Prompt. What this exercise calls for is an exact copy of the data.

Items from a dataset
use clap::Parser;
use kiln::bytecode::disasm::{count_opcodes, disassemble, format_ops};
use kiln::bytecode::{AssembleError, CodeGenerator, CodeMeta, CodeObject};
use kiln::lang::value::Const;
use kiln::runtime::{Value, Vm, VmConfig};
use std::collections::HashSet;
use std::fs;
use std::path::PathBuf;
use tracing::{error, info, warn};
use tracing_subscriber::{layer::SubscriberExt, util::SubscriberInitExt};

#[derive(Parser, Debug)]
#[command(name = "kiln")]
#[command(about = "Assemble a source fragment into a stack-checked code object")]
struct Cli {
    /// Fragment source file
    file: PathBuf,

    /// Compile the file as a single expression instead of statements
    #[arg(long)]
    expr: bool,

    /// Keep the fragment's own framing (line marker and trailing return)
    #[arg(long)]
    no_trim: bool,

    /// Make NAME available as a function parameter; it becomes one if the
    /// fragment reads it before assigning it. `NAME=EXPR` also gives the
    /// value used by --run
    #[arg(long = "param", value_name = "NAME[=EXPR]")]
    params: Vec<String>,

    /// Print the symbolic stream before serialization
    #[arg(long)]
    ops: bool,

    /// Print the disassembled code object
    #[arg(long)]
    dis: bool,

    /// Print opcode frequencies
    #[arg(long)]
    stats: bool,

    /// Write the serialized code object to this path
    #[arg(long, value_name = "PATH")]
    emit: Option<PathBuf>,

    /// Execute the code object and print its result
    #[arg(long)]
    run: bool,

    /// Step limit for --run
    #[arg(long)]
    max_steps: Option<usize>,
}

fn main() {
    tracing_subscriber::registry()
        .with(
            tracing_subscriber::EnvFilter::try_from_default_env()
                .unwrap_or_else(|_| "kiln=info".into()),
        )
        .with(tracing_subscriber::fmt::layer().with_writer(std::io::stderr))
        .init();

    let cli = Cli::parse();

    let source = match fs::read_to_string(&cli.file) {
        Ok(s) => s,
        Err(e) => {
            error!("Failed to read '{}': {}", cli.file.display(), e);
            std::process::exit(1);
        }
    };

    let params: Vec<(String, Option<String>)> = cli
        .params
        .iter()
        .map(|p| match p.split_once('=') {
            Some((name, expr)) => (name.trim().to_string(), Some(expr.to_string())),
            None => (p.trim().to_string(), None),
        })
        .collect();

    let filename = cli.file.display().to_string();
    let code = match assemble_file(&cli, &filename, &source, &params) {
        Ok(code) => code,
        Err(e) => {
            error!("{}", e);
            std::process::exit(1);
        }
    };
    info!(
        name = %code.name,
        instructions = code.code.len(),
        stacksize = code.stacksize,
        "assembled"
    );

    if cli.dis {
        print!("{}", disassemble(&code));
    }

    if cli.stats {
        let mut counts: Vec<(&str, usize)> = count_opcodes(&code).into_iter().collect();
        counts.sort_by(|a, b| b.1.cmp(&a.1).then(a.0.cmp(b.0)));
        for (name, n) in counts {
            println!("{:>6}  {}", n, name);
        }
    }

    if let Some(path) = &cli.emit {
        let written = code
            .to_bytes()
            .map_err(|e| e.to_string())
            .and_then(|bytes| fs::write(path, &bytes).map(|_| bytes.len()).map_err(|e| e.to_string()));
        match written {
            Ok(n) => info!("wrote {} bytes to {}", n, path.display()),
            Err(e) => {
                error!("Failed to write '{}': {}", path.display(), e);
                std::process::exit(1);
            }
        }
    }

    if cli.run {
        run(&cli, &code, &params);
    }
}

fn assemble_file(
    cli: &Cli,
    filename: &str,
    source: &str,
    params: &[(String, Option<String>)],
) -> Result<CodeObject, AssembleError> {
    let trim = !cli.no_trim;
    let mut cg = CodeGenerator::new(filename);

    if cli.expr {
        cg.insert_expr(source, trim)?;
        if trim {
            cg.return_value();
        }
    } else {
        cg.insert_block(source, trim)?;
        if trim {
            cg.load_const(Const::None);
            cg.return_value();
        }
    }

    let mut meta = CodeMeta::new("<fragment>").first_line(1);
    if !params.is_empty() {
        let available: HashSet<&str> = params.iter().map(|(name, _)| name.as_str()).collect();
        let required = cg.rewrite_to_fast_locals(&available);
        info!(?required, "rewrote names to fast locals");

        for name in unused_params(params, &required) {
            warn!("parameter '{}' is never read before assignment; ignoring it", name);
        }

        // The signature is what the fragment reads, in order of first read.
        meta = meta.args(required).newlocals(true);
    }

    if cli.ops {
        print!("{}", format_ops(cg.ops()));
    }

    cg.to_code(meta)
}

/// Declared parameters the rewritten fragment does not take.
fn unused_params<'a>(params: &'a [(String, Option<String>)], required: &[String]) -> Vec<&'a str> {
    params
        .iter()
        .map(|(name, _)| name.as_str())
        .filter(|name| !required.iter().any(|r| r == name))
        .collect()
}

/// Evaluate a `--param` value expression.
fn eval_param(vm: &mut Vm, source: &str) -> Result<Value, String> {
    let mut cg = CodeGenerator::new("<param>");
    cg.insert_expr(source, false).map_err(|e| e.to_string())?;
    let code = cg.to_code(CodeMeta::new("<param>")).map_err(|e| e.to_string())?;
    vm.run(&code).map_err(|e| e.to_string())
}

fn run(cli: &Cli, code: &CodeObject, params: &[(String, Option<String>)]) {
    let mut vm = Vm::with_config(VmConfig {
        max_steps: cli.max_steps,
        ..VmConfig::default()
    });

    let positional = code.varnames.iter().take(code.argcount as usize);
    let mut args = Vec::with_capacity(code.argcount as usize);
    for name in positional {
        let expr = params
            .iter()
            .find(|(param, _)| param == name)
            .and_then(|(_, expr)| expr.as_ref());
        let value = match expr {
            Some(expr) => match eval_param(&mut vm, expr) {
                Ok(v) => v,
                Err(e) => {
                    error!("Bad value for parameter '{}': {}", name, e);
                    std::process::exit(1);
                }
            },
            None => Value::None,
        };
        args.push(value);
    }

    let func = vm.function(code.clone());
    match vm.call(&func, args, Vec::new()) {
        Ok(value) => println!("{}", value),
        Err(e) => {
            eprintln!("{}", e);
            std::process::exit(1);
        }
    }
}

Response to this exercise.
use clap::Parser;
use kiln::bytecode::disasm::{count_opcodes, disassemble, format_ops};
use kiln::bytecode::{AssembleError, CodeGenerator, CodeMeta, CodeObject};
use kiln::lang::value::Const;
use kiln::runtime::{Value, Vm, VmConfig};
use std::collections::HashSet;
use std::fs;
use std::path::PathBuf;
use tracing::{error, info, warn};
use tracing_subscriber::{layer::SubscriberExt, util::SubscriberInitExt};

#[derive(Parser, Debug)]
#[command(name = "kiln")]
#[command(about = "Assemble a source fragment into a stack-checked code object")]
struct Cli {
    /// Fragment source file
    file: PathBuf,

    /// Compile the file as a single expression instead of statements
    #[arg(long)]
    expr: bool,

    /// Keep the fragment's own framing (line marker and trailing return)
    #[arg(long)]
    no_trim: bool,

    /// Make NAME available as a function parameter; it becomes one if the
    /// fragment reads it before assigning it. `NAME=EXPR` also gives the
    /// value used by --run
    #[arg(long = "param", value_name = "NAME[=EXPR]")]
    params: Vec<String>,

    /// Print the symbolic stream before serialization
    #[arg(long)]
    ops: bool,

    /// Print the disassembled code object
    #[arg(long)]
    dis: bool,

    /// Print opcode frequencies
    #[arg(long)]
    stats: bool,

    /// Write the serialized code object to this path
    #[arg(long, value_name = "PATH")]
    emit: Option<PathBuf>,

    /// Execute the code object and print its result
    #[arg(long)]
    run: bool,

    /// Step limit for --run
    #[arg(long)]
    max_steps: Option<usize>,
}

fn main() {
    tracing_subscriber::registry()
        .with(
            tracing_subscriber::EnvFilter::try_from_default_env()
                .unwrap_or_else(|_| "kiln=info".into()),
        )
        .with(tracing_subscriber::fmt::layer().with_writer(std::io::stderr))
        .init();

    let cli = Cli::parse();

    let source = match fs::read_to_string(&cli.file) {
        Ok(s) => s,
        Err(e) => {
            error!("Failed to read '{}': {}", cli.file.display(), e);
            std::process::exit(1);
        }
    };

    let params: Vec<(String, Option<String>)> = cli
        .params
        .iter()
        .map(|p| match p.split_once('=') {
            Some((name, expr)) => (name.trim().to_string(), Some(expr.to_string())),
            None => (p.trim().to_string(), None),
        })
        .collect();

    let filename = cli.file.display().to_string();
    let code = match assemble_file(&cli, &filename, &source, &params) {
        Ok(code) => code,
        Err(e) => {
            error!("{}", e);
            std::process::exit(1);
        }
    };
    info!(
        name = %code.name,
        instructions = code.code.len(),
        stacksize = code.stacksize,
        "assembled"
    );

    if cli.dis {
        print!("{}", disassemble(&code));
    }

    if cli.stats {
        let mut counts: Vec<(&str, usize)> = count_opcodes(&code).into_iter().collect();
        counts.sort_by(|a, b| b.1.cmp(&a.1).then(a.0.cmp(b.0)));
        for (name, n) in counts {
            println!("{:>6}  {}", n, name);
        }
    }

    if let Some(path) = &cli.emit {
        let written = code
            .to_bytes()
            .map_err(|e| e.to_string())
            .and_then(|bytes| fs::write(path, &bytes).map(|_| bytes.len()).map_err(|e| e.to_string()));
        match written {
            Ok(n) => info!("wrote {} bytes to {}", n, path.display()),
            Err(e) => {
                error!("Failed to write '{}': {}", path.display(), e);
                std::process::exit(1);
            }
        }
    }

    if cli.run {
        run(&cli, &code, &params);
    }
}

fn assemble_file(
    cli: &Cli,
    filename: &str,
    source: &str,
    params: &[(String, Option<String>)],
) -> Result<CodeObject, AssembleError> {
    let trim = !cli.no_trim;
    let mut cg = CodeGenerator::new(filename);

    if cli.expr {
        cg.insert_expr(source, trim)?;
        if trim {
            cg.return_value();
        }
    } else {
        cg.insert_block(source, trim)?;
        if trim {
            cg.load_const(Const::None);
            cg.return_value();
        }
    }

    let mut meta = CodeMeta::new("<fragment>").first_line(1);
    if !params.is_empty() {
        let available: HashSet<&str> = params.iter().map(|(name, _)| name.as_str()).collect();
        let required = cg.rewrite_to_fast_locals(&available);
        info!(?required, "rewrote names to fast locals");

        for name in unused_params(params, &required) {
            warn!("parameter '{}' is never read before assignment; ignoring it", name);
        }

        // The signature is what the fragment reads, in order of first read.
        meta = meta.args(required).newlocals(true);
    }

    if cli.ops {
        print!("{}", format_ops(cg.ops()));
    }

    cg.to_code(meta)
}

/// Declared parameters the rewritten fragment does not take.
fn unused_params<'a>(params: &'a [(String, Option<String>)], required: &[String]) -> Vec<&'a str> {
    params
        .iter()
        .map(|(name, _)| name.as_str())
        .filter(|name| !required.iter().any(|r| r == name))
        .collect()
}

/// Evaluate a `--param` value expression.
fn eval_param(vm: &mut Vm, source: &str) -> Result<Value, String> {
    let mut cg = CodeGenerator::new("<param>");
    cg.insert_expr(source, false).map_err(|e| e.to_string())?;
    let code = cg.to_code(CodeMeta::new("<param>")).map_err(|e| e.to_string())?;
    vm.run(&code).map_err(|e| e.to_string())
}

fn run(cli: &Cli, code: &CodeObject, params: &[(String, Option<String>)]) {
    let mut vm = Vm::with_config(VmConfig {
        max_steps: cli.max_steps,
        ..VmConfig::default()
    });

    let positional = code.varnames.iter().take(code.argcount as usize);
    let mut args = Vec::with_capacity(code.argcount as usize);
    for name in positional {
        let expr = params
            .iter()
            .find(|(param, _)| param == name)
            .and_then(|(_, expr)| expr.as_ref());
        let value = match expr {
            Some(expr) => match eval_param(&mut vm, expr) {
                Ok(v) => v,
                Err(e) => {
                    error!("Bad value for parameter '{}': {}", name, e);
                    std::process::exit(1);
                }
            },
            None => Value::None,
        };
        args.push(value);
    }

    let func = vm.function(code.clone());
    match vm.call(&func, args, Vec::new()) {
        Ok(value) => println!("{}", value),
        Err(e) => {
            eprintln!("{}", e);
            std::process::exit(1);
        }
    }
}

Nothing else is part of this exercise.